Saturday, May 31, 2008

P6object: Perl 6 metaclasses for Parrot



A week or so ago I worked on creating a new metaclass library ("P6object") for use by Rakudo and the other compiler tools. It replaces the Protoobject.pbc and other metaclass components that those tools had previously been using. This article provides some background and details about the library.

Background

The P6object library is based heavily on the Perl 6 object model described in Synopsis 12. Perl 6's default object model looks a lot like a standard class-based model when it's used in typical programming, but it also has some important differences.

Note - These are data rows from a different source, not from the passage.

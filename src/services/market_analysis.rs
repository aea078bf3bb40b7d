use std::sync::Arc;

use crate::config::{AppConfig, IndicatorConfig, SignalWeights, StoreConfig, TrendConfig};
use crate::models::analysis::{FullAnalysis, MarketAnalysis};
use crate::models::quote::{now_millis, CombinedQuote, Market, Provenance};
use crate::services::indicators::compute_indicator_set;
use crate::services::price_store::PriceStore;
use crate::services::signal_scorer;

/// The quote's price for `market` unless it is a static placeholder
///
/// Placeholders never stand in for the current price; analysis falls back to
/// the last recorded price instead.
pub fn observed_price(quote: &CombinedQuote, market: Market) -> Option<f64> {
    quote
        .snapshot(market)
        .filter(|s| s.provenance() != Provenance::Synthetic)
        .map(|s| s.price)
}

/// Builds indicator sets and trading signals from the store's retained history
#[derive(Clone)]
pub struct MarketAnalyzer {
    store: Arc<dyn PriceStore>,
    store_config: StoreConfig,
    indicators: IndicatorConfig,
    trend: TrendConfig,
    weights: SignalWeights,
}

impl MarketAnalyzer {
    pub fn new(store: Arc<dyn PriceStore>, config: &AppConfig) -> Self {
        Self {
            store,
            store_config: config.store.clone(),
            indicators: config.indicators.clone(),
            trend: config.trend.clone(),
            weights: config.signal_weights.clone(),
        }
    }

    /// Price series ending at `timestamp_ms`'s market day
    ///
    /// Earlier retained days are prepended while the series is shorter than
    /// `min_series_points`.
    pub fn series(&self, market: Market, timestamp_ms: i64) -> Vec<f64> {
        self.recent_prices(market, timestamp_ms, self.indicators.min_series_points)
    }

    /// Recorded prices up to `timestamp_ms`'s market day, reaching back into
    /// earlier retained days until at least `min_points` are collected
    pub fn recent_prices(&self, market: Market, timestamp_ms: i64, min_points: usize) -> Vec<f64> {
        let today = self.store_config.market_date(timestamp_ms);
        let mut series = self.store.read_history(today).prices(market);

        let earlier: Vec<_> = self
            .store
            .retained_dates()
            .into_iter()
            .filter(|d| *d < today)
            .rev()
            .collect();

        for date in earlier {
            if series.len() >= min_points {
                break;
            }
            let mut day = self.store.read_history(date).prices(market);
            day.extend(series);
            series = day;
        }

        series
    }

    /// `None` when there is no history at all for the market
    pub fn analyze_market(
        &self,
        market: Market,
        current_price: Option<f64>,
        timestamp_ms: i64,
    ) -> Option<MarketAnalysis> {
        let series = self.series(market, timestamp_ms);
        let current_price = current_price.or_else(|| series.last().copied())?;

        let indicators = compute_indicator_set(&series, &self.indicators, &self.trend);
        let signal = signal_scorer::score(current_price, &indicators, &self.weights);

        Some(MarketAnalysis {
            market,
            current_price,
            indicators,
            signal,
        })
    }

    /// Both markets, priced at `quote` when given
    pub fn analyze(&self, quote: Option<&CombinedQuote>) -> FullAnalysis {
        let timestamp = quote.map(|q| q.timestamp).unwrap_or_else(now_millis);
        let price = |market: Market| quote.and_then(|q| observed_price(q, market));

        FullAnalysis {
            timestamp,
            domestic: self.analyze_market(Market::Domestic, price(Market::Domestic), timestamp),
            international: self.analyze_market(
                Market::International,
                price(Market::International),
                timestamp,
            ),
        }
    }
}

#[cfg(test)]
mod tests {
    use super::*;
    use crate::models::history::HistoryEntry;
    use crate::models::quote::PriceSnapshot;
    use crate::services::price_store::MemoryPriceStore;
    use chrono::Duration as ChronoDuration;

    fn entry(ts: i64, domestic: f64) -> HistoryEntry {
        HistoryEntry {
            timestamp: ts,
            domestic_price: Some(domestic),
            international_price: None,
            domestic_change_pct: None,
            international_change_pct: None,
        }
    }

    #[test]
    fn test_series_prepends_earlier_days() {
        let config = AppConfig::defaults();
        let store = Arc::new(MemoryPriceStore::new(&config.store));
        let analyzer = MarketAnalyzer::new(store.clone(), &config);

        let now = now_millis();
        let today = config.store.market_date(now);
        let yesterday = today - ChronoDuration::days(1);

        for i in 0..30 {
            store.append_history(yesterday, entry(i, 600.0 + i as f64));
        }
        for i in 0..10 {
            store.append_history(today, entry(100 + i, 700.0 + i as f64));
        }

        let series = analyzer.series(Market::Domestic, now);
        assert_eq!(series.len(), 40);
        assert_eq!(series[0], 600.0);
        assert_eq!(*series.last().unwrap(), 709.0);
        assert!(analyzer.series(Market::International, now).is_empty());
    }

    #[test]
    fn test_analyze_without_history() {
        let config = AppConfig::defaults();
        let store = Arc::new(MemoryPriceStore::new(&config.store));
        let analyzer = MarketAnalyzer::new(store, &config);

        let analysis = analyzer.analyze(None);
        assert!(analysis.domestic.is_none());
        assert!(analysis.international.is_none());
    }

    #[test]
    fn test_analyze_market_uses_quote_price() {
        let config = AppConfig::defaults();
        let store = Arc::new(MemoryPriceStore::new(&config.store));
        let analyzer = MarketAnalyzer::new(store.clone(), &config);

        let now = now_millis();
        let today = config.store.market_date(now);
        for i in 0..5 {
            store.append_history(today, entry(i, 680.0));
        }

        let analysis = analyzer
            .analyze_market(Market::Domestic, Some(690.0), now)
            .unwrap();
        assert_eq!(analysis.current_price, 690.0);
        assert_eq!(analysis.indicators.points, 5);
        assert!(analysis.indicators.rsi.is_none());
    }

    #[test]
    fn test_placeholder_price_does_not_drive_analysis() {
        let config = AppConfig::defaults();
        let store = Arc::new(MemoryPriceStore::new(&config.store));
        let analyzer = MarketAnalyzer::new(store.clone(), &config);

        let now = now_millis();
        let today = config.store.market_date(now);
        for i in 0..35 {
            let price = if i % 2 == 0 { 680.5 } else { 679.5 };
            store.append_history(today, entry(i, price));
        }

        let placeholder = PriceSnapshot::from_parts(560.0, 0.0, 0.0, 0.0, 0.0, "Fallback-Static", now);
        let quote = CombinedQuote::new(now, 7.2, "test", Some(placeholder), None);

        let analysis = analyzer.analyze(Some(&quote));
        let domestic = analysis.domestic.unwrap();
        assert_eq!(domestic.current_price, 680.5);
        assert!(
            domestic
                .signal
                .signals
                .iter()
                .all(|s| !s.reason.contains("560")),
            "placeholder price leaked into signal rationale"
        );
        assert_eq!(observed_price(&quote, Market::Domestic), None);
    }

    #[test]
    fn test_recent_prices_reaches_back_for_window() {
        let config = AppConfig::defaults();
        let store = Arc::new(MemoryPriceStore::new(&config.store));
        let analyzer = MarketAnalyzer::new(store.clone(), &config);

        let now = now_millis();
        let today = config.store.market_date(now);
        let yesterday = today - ChronoDuration::days(1);
        store.append_history(yesterday, entry(1, 682.0));
        store.append_history(yesterday, entry(2, 679.0));
        store.append_history(today, entry(3, 673.0));

        assert_eq!(analyzer.recent_prices(Market::Domestic, now, 3), vec![682.0, 679.0, 673.0]);
        assert_eq!(analyzer.recent_prices(Market::Domestic, now, 1), vec![673.0]);
    }
}
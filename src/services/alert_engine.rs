//! Sliding-window threshold alerts with a global cooldown and daily cap
//!
//! Each alert kind moves Idle -> Triggered -> CoolingDown -> Idle. The
//! cooldown timer and daily count are shared by every kind: one fire
//! silences all of them until the cooldown elapses.

use chrono::NaiveDate;
use parking_lot::Mutex;
use serde::Serialize;
use std::collections::HashMap;
use std::sync::Arc;

use crate::config::{AlertConfig, StoreConfig};
use crate::models::alert::{
    AlertCooldownState, AlertDirection, AlertEvent, AlertKind, AlertPhase, AlertType,
    DispatchReport, Severity,
};
use crate::models::analysis::{MarketAnalysis, Recommendation, TradingSignal};
use crate::models::quote::{CombinedQuote, Market};
use crate::services::market_analysis::{observed_price, MarketAnalyzer};
use crate::services::notifier::NotificationDispatcher;

/// An alert that passed cooldown and daily cap checks and was dispatched
#[derive(Debug, Clone, Serialize)]
#[serde(rename_all = "camelCase")]
pub struct FiredAlert {
    pub event: AlertEvent,
    pub report: DispatchReport,
}

#[derive(Debug, Clone, Copy, PartialEq, Eq)]
enum Suppression {
    Direction,
    Cooldown,
    DailyCap,
}

struct EngineState {
    cooldown: AlertCooldownState,
    phases: HashMap<AlertKind, AlertPhase>,
    last_evaluated: Option<i64>,
}

/// Window check for one market: fires when `max - min >= threshold`
///
/// Direction is down when the latest price is the window minimum, up when it
/// is the maximum, volatile otherwise. Returns `None` below two points.
pub fn detect_window(
    market: Market,
    window: &[f64],
    threshold: f64,
    timestamp: i64,
) -> Option<AlertEvent> {
    if window.len() < 2 {
        return None;
    }

    let current = *window.last()?;
    let max = window.iter().copied().fold(f64::MIN, f64::max);
    let min = window.iter().copied().fold(f64::MAX, f64::min);
    let range = max - min;

    if range < threshold {
        return None;
    }

    let direction = if current <= min {
        AlertDirection::Down
    } else if current >= max {
        AlertDirection::Up
    } else {
        AlertDirection::Volatile
    };

    Some(AlertEvent {
        alert_type: AlertType::Window,
        market,
        name: format!("{} price window alert", market.display_name()),
        current,
        max,
        min,
        range,
        direction,
        severity: Severity::for_range(range, threshold),
        timestamp,
    })
}

pub struct AlertEngine {
    config: AlertConfig,
    store_config: StoreConfig,
    analyzer: MarketAnalyzer,
    dispatcher: Arc<NotificationDispatcher>,
    state: Mutex<EngineState>,
}

impl AlertEngine {
    pub fn new(
        config: AlertConfig,
        store_config: StoreConfig,
        analyzer: MarketAnalyzer,
        dispatcher: Arc<NotificationDispatcher>,
    ) -> Self {
        Self {
            config,
            store_config,
            analyzer,
            dispatcher,
            state: Mutex::new(EngineState {
                cooldown: AlertCooldownState {
                    last_alert_timestamp: None,
                    daily_alert_count: 0,
                    day: NaiveDate::MIN,
                },
                phases: HashMap::new(),
                last_evaluated: None,
            }),
        }
    }

    pub fn cooldown_state(&self) -> AlertCooldownState {
        self.state.lock().cooldown
    }

    /// Current phase of `kind` as of `now_ms`
    pub fn phase(&self, kind: AlertKind, now_ms: i64) -> AlertPhase {
        let state = self.state.lock();
        match state.phases.get(&kind).copied().unwrap_or(AlertPhase::Idle) {
            AlertPhase::CoolingDown if !self.in_cooldown(&state.cooldown, now_ms) => {
                AlertPhase::Idle
            }
            phase => phase,
        }
    }

    fn in_cooldown(&self, cooldown: &AlertCooldownState, now_ms: i64) -> bool {
        cooldown
            .last_alert_timestamp
            .is_some_and(|last| now_ms - last < self.config.cooldown.as_millis() as i64)
    }

    /// Evaluate the rolling window ending at `quote`; call after the quote has been written
    ///
    /// Each quote is evaluated at most once: a quote not newer than the last
    /// evaluated one is skipped.
    pub async fn evaluate(&self, quote: &CombinedQuote) -> Vec<FiredAlert> {
        let now = quote.timestamp;
        {
            let mut state = self.state.lock();
            if state.last_evaluated.is_some_and(|last| now <= last) {
                tracing::debug!(timestamp = now, "quote already evaluated, skipping alerts");
                return Vec::new();
            }
            state.last_evaluated = Some(now);
        }

        let mut candidates = Vec::new();

        for market in Market::ALL {
            let prices = self
                .analyzer
                .recent_prices(market, now, self.config.window_size);
            let start = prices.len().saturating_sub(self.config.window_size);
            if let Some(event) =
                detect_window(market, &prices[start..], self.config.threshold(market), now)
            {
                candidates.push((event, None));
            }
        }

        if self.config.analysis_enabled {
            for market in Market::ALL {
                let price = observed_price(quote, market);
                let Some(analysis) = self.analyzer.analyze_market(market, price, now) else {
                    continue;
                };
                if let Some(event) = self.analysis_event(&analysis, now) {
                    candidates.push((event, Some(analysis.signal)));
                }
            }
        }

        let mut fired = Vec::new();
        for (event, signal) in candidates {
            match self.try_reserve(&event, now) {
                Ok(()) => {
                    let context = match signal {
                        Some(signal) => Some(signal),
                        None => self
                            .analyzer
                            .analyze_market(event.market, Some(event.current), now)
                            .map(|a| a.signal),
                    };
                    let report = self.dispatcher.dispatch(&event, context.as_ref()).await;
                    self.state
                        .lock()
                        .phases
                        .insert(event.kind(), AlertPhase::CoolingDown);
                    fired.push(FiredAlert { event, report });
                }
                Err(reason) => {
                    tracing::debug!(alert = %event.name, ?reason, "alert suppressed");
                }
            }
        }

        fired
    }

    fn analysis_event(&self, analysis: &MarketAnalysis, timestamp: i64) -> Option<AlertEvent> {
        let signal: &TradingSignal = &analysis.signal;
        if !signal.is_strong_signal || signal.confidence < self.config.analysis_min_confidence {
            return None;
        }

        let series = self.analyzer.series(analysis.market, timestamp);
        let start = series.len().saturating_sub(self.config.window_size);
        let window = &series[start..];
        let max = window.iter().copied().fold(analysis.current_price, f64::max);
        let min = window.iter().copied().fold(analysis.current_price, f64::min);

        let direction = match signal.recommendation {
            Recommendation::StrongBuy => AlertDirection::Down,
            _ => AlertDirection::Up,
        };

        Some(AlertEvent {
            alert_type: AlertType::Analysis,
            market: analysis.market,
            name: format!(
                "{} {} signal",
                analysis.market.display_name(),
                signal.recommendation
            ),
            current: analysis.current_price,
            max,
            min,
            range: max - min,
            direction,
            severity: Severity::Warning,
            timestamp,
        })
    }

    /// Check direction, cooldown and daily cap, then claim the slot in one step
    fn try_reserve(&self, event: &AlertEvent, now_ms: i64) -> Result<(), Suppression> {
        if event.alert_type == AlertType::Window
            && event.direction == AlertDirection::Up
            && !self.config.alert_on_rise
        {
            return Err(Suppression::Direction);
        }

        let today = self.store_config.market_date(now_ms);
        let mut state = self.state.lock();

        if state.cooldown.day != today {
            state.cooldown.day = today;
            state.cooldown.daily_alert_count = 0;
        }

        if self.in_cooldown(&state.cooldown, now_ms) {
            return Err(Suppression::Cooldown);
        }
        if state.cooldown.daily_alert_count >= self.config.daily_cap {
            tracing::warn!(cap = self.config.daily_cap, "daily alert cap reached");
            return Err(Suppression::DailyCap);
        }

        state.cooldown.last_alert_timestamp = Some(now_ms);
        state.cooldown.daily_alert_count += 1;
        state.phases.insert(event.kind(), AlertPhase::Triggered);

        tracing::info!(
            alert = %event.name,
            market = %event.market,
            range = event.range,
            direction = event.direction.as_str(),
            count = state.cooldown.daily_alert_count,
            "alert fired"
        );
        Ok(())
    }
}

One key feature of Perl 6's OO model is the concept of "prototype objects", or "protoobjects" for short. A protoobject is an "empty" or undefined instance of a class that proxies as a "generic instance" for the class as a whole. In other words, the protoobject for a class allows us to reason about and calculate what an instance of the class can do without having to have a defined instance of that class. For this reason Synopsis 12 talks about protoobjects as being the "class object" -- i.e., it's the thing you use when you want to talk generically about the class. In fact, Perl 6 doesn't have a mandatory Class type, it's all done with protoobjects and metaclasses (we'll cover metaclasses in a bit).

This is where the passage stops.